Required action:
Copy out the entries below exactly as they stand, but only from the line containing "return last.unwrap_or(path).to_string();" through the line containing "matches!(c, '_' | '.' | '+' | '-'))".
※ ※ ※
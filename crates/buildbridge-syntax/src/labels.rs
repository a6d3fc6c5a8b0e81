//! Dependency label spelling between GN and CMake.
//!
//! GN names dependencies with labels (`":base"`, `"//net:http"`), CMake with
//! bare target names (`base`, `http`). Both functions are idempotent, so a
//! label that is already in the destination spelling passes through.
//!
//! The mapping is lossy: `//net:http` becomes `http`, and the directory part
//! cannot be recovered on the way back.

/// Spell a GN label as a CMake target name.
///
/// - `:name` → `name`
/// - `//dir:name` → `name`
/// - `//dir/name` → `name`
/// - anything else is returned unchanged
pub fn to_cmake_name(label: &str) -> String {
    if let Some(local) = label.strip_prefix(':') {
        return local.to_string();
    }
    if let Some(path) = label.strip_prefix("//") {
        if let Some((_, name)) = path.rsplit_once(':') {
            return name.to_string();
        }
        let last = path.rsplit('/').find(|part| !part.is_empty());
        return last.unwrap_or(path).to_string();
    }
    label.to_string()
}

/// Spell a CMake target name as a GN label.
///
/// Plain names become local labels (`base` → `:base`). Imported targets
/// (`ZLIB::ZLIB`), variable references, paths, linker flags and anything
/// already shaped like a label are kept verbatim.
pub fn to_gn_label(name: &str) -> String {
    if is_plain_name(name) {
        format!(":{name}")
    } else {
        name.to_string()
    }
}

fn is_plain_name(name: &str) -> bool {
    !name.is_empty()
        && !name.starts_with('-')
        && name
            .chars()
            .all(|c| c.is_ascii_alphanumeric() || matches!(c, '_' | '.' | '+' | '-'))
}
※ ※ ※
Result for this exercise:
        return last.unwrap_or(path).to_string();
    }
    label.to_string()
}

/// Spell a CMake target name as a GN label.
///
/// Plain names become local labels (`base` → `:base`). Imported targets
/// (`ZLIB::ZLIB`), variable references, paths, linker flags and anything
/// already shaped like a label are kept verbatim.
pub fn to_gn_label(name: &str) -> String {
    if is_plain_name(name) {
        format!(":{name}")
    } else {
        name.to_string()
    }
}

fn is_plain_name(name: &str) -> bool {
    !name.is_empty()
        && !name.starts_with('-')
        && name
            .chars()
            .all(|c| c.is_ascii_alphanumeric() || matches!(c, '_' | '.' | '+' | '-'))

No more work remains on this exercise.